PharMD - extraction of pharmacophores from MD trajectories and virtual screening

PharMD is a tool to retrieve pharmacophore models from MD trajectories of protein-ligand complexes, identification of redundant pharmacophores and virtual screening with multiple pharmacophore models using different scoring schemes.

Dependency

mdtraj >= 1.9.3
pmapper >= 0.3.1
psearch >= 0.0.2
rdkit - should be installed by a user

Installation

pip install pharmd

Usage

Retrieve pharmacophores from an MD trajectory

To retrieve individual snapshots of MD trajectory mdtraj package is used. Therefore the md2pharm utility takes the same arguments as mdconvert utility from mdtraj. Thus you may extract only specified frames not all of them. You have to specify ligand code as it is given in PDB topology file. Individual frames will be stored in a single PDB file without solvent molecules. Pharmacophore models for each frame in xyz-format will be stored in the same directory as output pdb-file.

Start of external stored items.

impl ExpenseService {
    pub fn new(db: Database, config: Arc<LedgerConfig>) -> Self {
        ExpenseService { db, config }
    }

    /// Records a pending expense. No ledger effect.
    pub async fn record(&self, new: NewExpense) -> LedgerResult<Expense> {
        validate_required("tenant_id", &new.tenant_id)?;
        validate_required("branch_id", &new.branch_id)?;
        validate_name("description", &new.description, 500)?;
        validate_amount_cents("amount_cents", new.amount_cents)?;
        validate_price_cents("vat_cents", new.vat_cents)?;

        let now = Utc::now();
        let recorded = Expense {
            id: Uuid::new_v4().to_string(),
            tenant_id: new.tenant_id,
            branch_id: new.branch_id,
            category: new.category,
            description: new.description.trim().to_string(),
            amount_cents: new.amount_cents,
            vat_cents: new.vat_cents,
            expense_date: new.expense_date,
            status: ExpenseStatus::Pending,
            journal_entry_id: None,
            payment_entry_id: None,
            created_at: now,
            updated_at: now,
        };
        self.db.expenses().insert(&recorded).await?;
        Ok(recorded)
    }

    /// Approves a pending expense: Dr category account, Dr VAT receivable /
    /// Cr Payable for the gross.
    pub async fn approve(&self, expense_id: &str, actor: &str) -> LedgerResult<Expense> {
        validate_required("actor", actor)?;
        let accounts = &self.config.accounts;

        with_retry(&self.config.retry, "expense_approve", || async {
            let mut tx = self.db.begin().await?;
            let current = expense::get_in(&mut tx, expense_id)
                .await?
                .ok_or_else(|| LedgerError::not_found("Expense", expense_id))?;
            ensure_expense_transition(&current.id, current.status, ExpenseStatus::Approved)?;

            let tenant = current.tenant_id.as_str();
            let expense_account =
                resolve_account(&mut tx, tenant, accounts.expense_account(current.category)).await?;
            let vat_receivable = resolve_account(&mut tx, tenant, &accounts.vat_receivable).await?;
            let payable = resolve_account(&mut tx, tenant, &accounts.payable).await?;

            let (entry, _) = post_if_absent_in(&mut tx, tenant, reference::EXPENSE, &current.id, actor, || {
                NewJournalEntry::new(
                    tenant,
                    current.expense_date,
                    format!("{} expense: {}", current.category, current.description),
                    actor,
                )
                .line(NewJournalLine::debit(&expense_account, Money::from_cents(current.amount_cents)))
                .line_if_nonzero(NewJournalLine::debit(&vat_receivable, Money::from_cents(current.vat_cents)))
                .line(NewJournalLine::credit(&payable, current.gross()))
                .for_branch(&current.branch_id)
            })
            .await?;

            expense::transition(
                &mut tx,
                &current.id,
                ExpenseStatus::Pending,
                ExpenseStatus::Approved,
                &entry.id,
                Utc::now(),
            )
            .await?;
            tx.commit().await?;

            info!(expense_id = %expense_id, entry_id = %entry.id, "Expense approved");
            Ok(Expense {
                status: ExpenseStatus::Approved,
                journal_entry_id: Some(entry.id),
                ..current
            })
        })
        .await
    }

    /// Pays an approved expense: Dr Payable / Cr Cash.
    pub async fn mark_paid(
        &self,
        expense_id: &str,
        actor: &str,
        entry_date: Option<NaiveDate>,
    ) -> LedgerResult<Expense> {
        validate_required("actor", actor)?;
        let entry_date = entry_date.unwrap_or_else(|| Utc::now().date_naive());
        let accounts = &self.config.accounts;

        with_retry(&self.config.retry, "expense_paid", || async {
            let mut tx = self.db.begin().await?;
            let current = expense::get_in(&mut tx, expense_id)
                .await?
                .ok_or_else(|| LedgerError::not_found("Expense", expense_id))?;
            ensure_expense_transition(&current.id, current.status, ExpenseStatus::Paid)?;

            let tenant = current.tenant_id.as_str();
            let payable = resolve_account(&mut tx, tenant, &accounts.payable).await?;
            let cash = resolve_account(&mut tx, tenant, &accounts.cash).await?;

            let (entry, _) =
                post_if_absent_in(&mut tx, tenant, reference::EXPENSE_PAYMENT, &current.id, actor, || {
                    NewJournalEntry::new(
                        tenant,
                        entry_date,
                        format!("Payment of expense: {}", current.description),
                        actor,
                    )
                    .line(NewJournalLine::debit(&payable, current.gross()))
                    .line(NewJournalLine::credit(&cash, current.gross()))
                    .for_branch(&current.branch_id)
                })
                .await?;

            expense::transition(
                &mut tx,
                &current.id,
                ExpenseStatus::Approved,
                ExpenseStatus::Paid,
                &entry.id,
                Utc::now(),
            )
            .await?;
            tx.commit().await?;

            info!(expense_id = %expense_id, entry_id = %entry.id, "Expense paid");
            Ok(Expense {
                status: ExpenseStatus::Paid,
                payment_entry_id: Some(entry.id),
                ..current
            })
        })
        .await
    }

    pub async fn get(&self, expense_id: &str) -> LedgerResult<Expense> {
        self.db
            .expenses()
            .get(expense_id)
            .await?
            .ok_or_else(|| LedgerError::not_found("Expense", expense_id))
    }

    pub async fn list_by_status(
        &self,
        tenant_id: &str,
        branch_id: &str,
        status: ExpenseStatus,
    ) -> LedgerResult<Vec<Expense>> {
        Ok(self.db.expenses().list_by_status(tenant_id, branch_id, status).await?)
    }
}
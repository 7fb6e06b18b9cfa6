//! # Chart of Accounts
//!
//! Account creation, the account tree and derived balances.
//!
//! Balances are never stored. `get_balance` aggregates posted lines as of a
//! date in one read and rolls descendants up into their parents.

use chrono::NaiveDate;
use sqlx::SqliteConnection;
use std::collections::HashMap;
use tracing::{debug, info};
use uuid::Uuid;

use cafe_core::chart::{
    account_balance, build_tree, check_parent, check_reparent, AccountBalance, AccountNode, Totals,
    DEFAULT_CHART,
};
use cafe_core::validation::{validate_account_number, validate_name, validate_required};
use cafe_core::{Account, AccountType, ValidationError};
use cafe_db::repository::{account, journal};
use cafe_db::{Database, DbError};

use crate::error::{LedgerError, LedgerResult};

/// Input for a new account.
#[derive(Debug, Clone)]
pub struct NewAccount {
    pub tenant_id: String,
    pub account_number: String,
    pub name: String,
    pub account_type: AccountType,
    /// Number of the parent account, which must have the same type.
    pub parent_number: Option<String>,
}

impl NewAccount {
    pub fn new(
        tenant_id: impl Into<String>,
        account_number: impl Into<String>,
        name: impl Into<String>,
        account_type: AccountType,
    ) -> Self {
        NewAccount {
            tenant_id: tenant_id.into(),
            account_number: account_number.into(),
            name: name.into(),
            account_type,
            parent_number: None,
        }
    }

    pub fn under(mut self, parent_number: impl Into<String>) -> Self {
        self.parent_number = Some(parent_number.into());
        self
    }
}

/// Looks up an active account by number for an automatic posting.
pub(crate) async fn resolve_account(
    conn: &mut SqliteConnection,
    tenant_id: &str,
    number: &str,
) -> LedgerResult<String> {
    match account::by_number_in(conn, tenant_id, number).await? {
        Some(acc) if acc.is_active => Ok(acc.id),
        _ => Err(LedgerError::AccountNotConfigured {
            tenant_id: tenant_id.to_string(),
            number: number.to_string(),
        }),
    }
}

/// Chart-of-accounts service.
#[derive(Debug, Clone)]
pub struct ChartOfAccounts {
    db: Database,
}

impl ChartOfAccounts {
    pub fn new(db: Database) -> Self {
        ChartOfAccounts { db }
    }

    /// Creates an account, optionally under a parent of the same type.
    pub async fn create_account(&self, new: NewAccount) -> LedgerResult<Account> {
        validate_required("tenant_id", &new.tenant_id)?;
        validate_account_number(&new.account_number)?;
        validate_name("name", &new.name, 200)?;

        let number = new.account_number.trim().to_string();
        let mut tx = self.db.begin().await?;

        let parent_account_id = match new.parent_number.as_deref() {
            Some(parent_number) => {
                let parent = account::by_number_in(&mut tx, &new.tenant_id, parent_number)
                    .await?
                    .ok_or_else(|| LedgerError::not_found("Parent account", parent_number))?;
                check_parent(&number, new.account_type, &parent)?;
                Some(parent.id)
            }
            None => None,
        };

        let created = Account {
            id: Uuid::new_v4().to_string(),
            tenant_id: new.tenant_id.clone(),
            account_number: number,
            name: new.name.trim().to_string(),
            account_type: new.account_type,
            parent_account_id,
            is_active: true,
            created_at: chrono::Utc::now(),
        };

        account::insert(&mut tx, &created).await.map_err(|e| match e {
            DbError::UniqueViolation { value, .. } => LedgerError::Validation(ValidationError::Duplicate {
                field: "account_number".to_string(),
                value,
            }),
            other => other.into(),
        })?;
        tx.commit().await?;

        info!(
            tenant_id = %created.tenant_id,
            account_number = %created.account_number,
            account_type = %created.account_type,
            "Account created"
        );
        Ok(created)
    }

    /// The tenant's accounts as a forest ordered by account number.
    pub async fn get_tree(&self, tenant_id: &str) -> LedgerResult<Vec<AccountNode>> {
        let accounts = self.db.accounts().list(tenant_id).await?;
        Ok(build_tree(accounts))
    }

    /// Own and rolled-up balance of an account from entries posted up to
    /// and including `as_of`.
    pub async fn get_balance(&self, account_id: &str, as_of: NaiveDate) -> LedgerResult<AccountBalance> {
        let target = self
            .db
            .accounts()
            .get(account_id)
            .await?
            .ok_or_else(|| LedgerError::not_found("Account", account_id))?;

        // One read transaction so the tree and the totals share a snapshot.
        let mut tx = self.db.begin().await?;
        let accounts = account::list_in(&mut tx, &target.tenant_id).await?;
        let activity =
            journal::account_activity_in(&mut tx, &target.tenant_id, None, None, as_of).await?;
        tx.commit().await?;

        let totals: HashMap<String, Totals> = activity
            .into_iter()
            .map(|a| {
                (
                    a.account_id,
                    Totals {
                        debit_cents: a.debit_cents,
                        credit_cents: a.credit_cents,
                    },
                )
            })
            .collect();

        let balance = account_balance(&accounts, &target, &totals);
        debug!(
            account_number = %balance.account_number,
            %as_of,
            balance = balance.balance_cents,
            rollup = balance.rollup_balance_cents,
            "Account balance computed"
        );
        Ok(balance)
    }

    /// Creates any default-chart account the tenant is missing.
    pub async fn seed_default_chart(&self, tenant_id: &str) -> LedgerResult<usize> {
        validate_required("tenant_id", tenant_id)?;
        let mut tx = self.db.begin().await?;
        let created = account::seed_chart(&mut tx, tenant_id, DEFAULT_CHART).await?;
        tx.commit().await?;
        Ok(created)
    }

    pub async fn account_by_number(&self, tenant_id: &str, number: &str) -> LedgerResult<Option<Account>> {
        Ok(self.db.accounts().by_number(tenant_id, number).await?)
    }

    /// Moves an account under another parent, or to the root with `None`.
    pub async fn reparent(&self, account_id: &str, new_parent_id: Option<&str>) -> LedgerResult<()> {
        let accounts = self.db.accounts();
        let target = accounts
            .get(account_id)
            .await?
            .ok_or_else(|| LedgerError::not_found("Account", account_id))?;

        if let Some(parent_id) = new_parent_id {
            let parent = accounts
                .get(parent_id)
                .await?
                .filter(|p| p.tenant_id == target.tenant_id)
                .ok_or_else(|| LedgerError::not_found("Parent account", parent_id))?;
            check_parent(&target.account_number, target.account_type, &parent)?;

            let all = accounts.list(&target.tenant_id).await?;
            check_reparent(&all, &target.id, &parent.id)?;
        }

        accounts.set_parent(account_id, new_parent_id).await?;
        Ok(())
    }
}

md2pharm -i md.xtc -t md.pdb -s 10 -g LIG -o pharmacophores/frames.pdb

Retrieve non-redundant pharmacophores

Similar pharmacophores are recognized by identical 3D pharmacophore hashes. It is expected that pharmacophores with identical hashes would have RMSD less than the specified binning step. By default binning step equals to 1A. Pharmacophores with distinct hashes are stored in a specified directory. Optionally one may provide a path where to store hashes for al pharmacophores.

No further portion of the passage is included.